Segment Start: DATASET RECORDS

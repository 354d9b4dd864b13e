//! Run driver
//!
//! `GoalCrawler::run` owns the crawl state, drives the orchestrator stage by
//! stage and races it against the termination signal. Whatever wins, the
//! output assembler runs exactly once on the state as it stands.

use std::sync::Arc;
use std::time::Instant;

use log::{info, warn};

use super::collaborators::{CrawlHooks, CrawlIntelligence, PageFetcher};
use super::crawl_state::CrawlState;
use super::crawl_types::{ScraperOutput, TerminationReason};
use super::orchestrator::{CrawlStage, Orchestrator};
use super::output::assemble_output;
use super::termination::{CancelHandle, TerminationSignal};
use super::watchdog::Watchdogs;
use crate::config::ScrapeConfig;
use crate::crawl_events::{ScrapeEvent, ShutdownReason};

const LOG_TARGET: &str = "goalcrawl::orchestrator";

/// A single goal-directed crawl run
///
/// Each crawler owns its state, so any number may run concurrently.
///
/// ```rust,ignore
/// let crawler = GoalCrawler::new(config, fetcher, intelligence);
/// let cancel = crawler.cancel_handle();
/// let output = crawler.run().await;
/// ```
#[derive(Debug)]
pub struct GoalCrawler {
    orchestrator: Orchestrator,
    signal: TerminationSignal,
}

impl GoalCrawler {
    #[must_use]
    pub fn new(
        config: ScrapeConfig,
        fetcher: Arc<dyn PageFetcher>,
        intelligence: Arc<dyn CrawlIntelligence>,
    ) -> Self {
        Self {
            orchestrator: Orchestrator::new(config, fetcher, intelligence),
            signal: TerminationSignal::new(),
        }
    }

    #[must_use]
    pub fn with_hooks(mut self, hooks: CrawlHooks) -> Self {
        self.orchestrator.set_hooks(hooks);
        self
    }

    /// Handle that cancels this run from another task
    #[must_use]
    pub fn cancel_handle(&self) -> CancelHandle {
        CancelHandle::new(self.signal.clone())
    }

    #[must_use]
    pub fn config(&self) -> &ScrapeConfig {
        self.orchestrator.config()
    }

    /// Crawl until a termination condition wins and return the report.
    ///
    /// Never fails: collaborator errors are absorbed during the run and the
    /// report is assembled from whatever was extracted.
    pub async fn run(self) -> ScraperOutput {
        let started = Instant::now();
        let config = self.orchestrator.config();
        let mut state = CrawlState::new(config.base_url(), config.scraping_goal());

        info!(
            target: LOG_TARGET,
            "Starting crawl of {} (max_pages={}, max_depth={}, goal={:?})",
            config.base_url(),
            config.max_pages(),
            config.max_depth(),
            config.scraping_goal()
        );

        let watchdogs = Watchdogs::arm(&self.signal, state.counters(), config);
        self.drive(&mut state).await;
        drop(watchdogs);

        if let Some(reason) = state.finish_reason {
            self.signal.trigger(reason);
        }
        let termination = self
            .signal
            .reason()
            .unwrap_or(TerminationReason::FrontierExhausted);

        if termination.is_forced() {
            warn!(target: LOG_TARGET, "Crawl stopped early: {termination}");
            self.orchestrator
                .emit(ScrapeEvent::error(format!("crawl stopped early: {termination}")))
                .await;
        }

        let mut output = assemble_output(&state, termination);
        output.summary.execution_time = started.elapsed().as_millis() as u64;

        self.finish_events(&state, &output).await;

        info!(
            target: LOG_TARGET,
            "Crawl finished ({termination}): {} pages, {} bytes in {}ms",
            output.summary.pages_scraped,
            output.summary.total_content_size,
            output.summary.execution_time
        );
        output
    }

    async fn drive(&self, state: &mut CrawlState) {
        let guard = self.orchestrator.guard();
        let mut stage = CrawlStage::AnalyzeUrl;

        while stage != CrawlStage::Complete {
            if stage == CrawlStage::AnalyzeUrl
                && let Some(reason) = guard.begin_iteration(state)
            {
                self.signal.trigger(reason);
                return;
            }
            guard.record_stage(state, stage);

            tokio::select! {
                biased;
                reason = self.signal.wait() => {
                    info!(target: LOG_TARGET, "Interrupted during {stage}: {reason}");
                    return;
                }
                next = self.orchestrator.step(stage, state) => stage = next,
            }
        }
    }

    async fn finish_events(&self, state: &CrawlState, output: &ScraperOutput) {
        if state.batch_pending > 0 {
            self.orchestrator
                .emit(ScrapeEvent::BatchComplete {
                    processed_in_batch: state.batch_pending,
                    extracted_total: output.summary.pages_scraped,
                })
                .await;
        }

        let summary = &output.summary;
        self.orchestrator
            .emit(ScrapeEvent::ScrapingComplete {
                pages_scraped: summary.pages_scraped,
                total_content_size: summary.total_content_size,
                execution_time_ms: summary.execution_time,
                goal_completion: summary.goal_completion,
                coverage_score: summary.coverage_score,
            })
            .await;

        if let Some(bus) = self.orchestrator.config().event_bus() {
            let reason = if output.termination == TerminationReason::Cancelled {
                ShutdownReason::Cancelled
            } else {
                ShutdownReason::ScrapeCompleted
            };
            bus.shutdown_gracefully(reason).await;
        }
    }
}
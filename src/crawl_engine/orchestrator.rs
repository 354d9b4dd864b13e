//! Crawl state machine
//!
//! One URL flows through the pipeline at a time:
//! `AnalyzeUrl → FetchPage → DetectAuthentication → [HandleAuthentication →]
//! ExtractContent → DiscoverLinks → EvaluateProgress → DecideNextAction`,
//! then back to `AnalyzeUrl` or on to `Complete`.
//!
//! Each stage handler returns a [`Transition`]; [`next_stage`] maps the
//! `(stage, transition)` pair onto the following stage. Collaborator failures
//! are absorbed at the call site and replaced with conservative fallbacks, so
//! a handler never fails.

use std::fmt;
use std::future::Future;
use std::sync::Arc;

use chrono::Utc;
use log::{debug, info, warn};

use super::collaborator_timeout::with_collaborator_timeout;
use super::collaborators::{
    AuthRequest, CrawlHooks, CrawlIntelligence, FetchOptions, NavigationAction, PageFetcher,
    UrlAnalysis,
};
use super::content_signature::content_signature;
use super::crawl_state::CrawlState;
use super::crawl_types::{
    FrontierEntry, LinkRef, PageContent, PageMetrics, TerminationReason, ValueMetrics,
    clamp_unit,
};
use super::execution_guard::ExecutionGuard;
use crate::config::ScrapeConfig;
use crate::crawl_events::{ScrapeEvent, ScrapeEventBus};
use crate::utils::{REDIRECT_LOOP_VISITS, normalize_url, resolve_link};

const LOG_TARGET: &str = "goalcrawl::orchestrator";

/// Pipeline stage
#[derive(Debug, Clone, Copy, PartialEq, Eq, Hash)]
pub enum CrawlStage {
    AnalyzeUrl,
    FetchPage,
    DetectAuthentication,
    HandleAuthentication,
    ExtractContent,
    DiscoverLinks,
    EvaluateProgress,
    DecideNextAction,
    Complete,
}

impl fmt::Display for CrawlStage {
    fn fmt(&self, f: &mut fmt::Formatter<'_>) -> fmt::Result {
        let name = match self {
            Self::AnalyzeUrl => "analyze_url",
            Self::FetchPage => "fetch_page",
            Self::DetectAuthentication => "detect_authentication",
            Self::HandleAuthentication => "handle_authentication",
            Self::ExtractContent => "extract_content",
            Self::DiscoverLinks => "discover_links",
            Self::EvaluateProgress => "evaluate_progress",
            Self::DecideNextAction => "decide_next_action",
            Self::Complete => "complete",
        };
        f.write_str(name)
    }
}

/// Outcome of a stage handler
#[derive(Debug, Clone, Copy, PartialEq, Eq)]
pub enum Transition {
    /// Follow the default edge
    Next,
    /// Authentication is required for the current page
    Authenticate,
    /// The current URL was dropped and the next frontier entry is current
    Skip,
    /// Run the current URL through the pipeline again
    Restart,
    /// Stop the run
    Finish(TerminationReason),
}

/// Transition table of the state machine
#[must_use]
pub fn next_stage(stage: CrawlStage, transition: Transition) -> CrawlStage {
    use CrawlStage as S;

    match (stage, transition) {
        (_, Transition::Finish(_)) | (S::Complete, _) => S::Complete,
        (_, Transition::Skip | Transition::Restart) => S::AnalyzeUrl,
        (S::DetectAuthentication, Transition::Authenticate) => S::HandleAuthentication,
        (S::AnalyzeUrl, _) => S::FetchPage,
        (S::FetchPage, _) => S::DetectAuthentication,
        (S::DetectAuthentication | S::HandleAuthentication, _) => S::ExtractContent,
        (S::ExtractContent, _) => S::DiscoverLinks,
        (S::DiscoverLinks, _) => S::EvaluateProgress,
        (S::EvaluateProgress, _) => S::DecideNextAction,
        (S::DecideNextAction, _) => S::AnalyzeUrl,
    }
}

/// Drives one crawl's stages against the configured collaborators
pub struct Orchestrator {
    config: ScrapeConfig,
    fetcher: Arc<dyn PageFetcher>,
    intelligence: Arc<dyn CrawlIntelligence>,
    hooks: CrawlHooks,
    guard: ExecutionGuard,
}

Segment End: DATASET RECORDS

PROBLEM TO SOLVE: Copy each line above holding "against".

SOLVED PROBLEM:
//! stage and races it against the termination signal. Whatever wins, the
/// Drives one crawl's stages against the configured collaborators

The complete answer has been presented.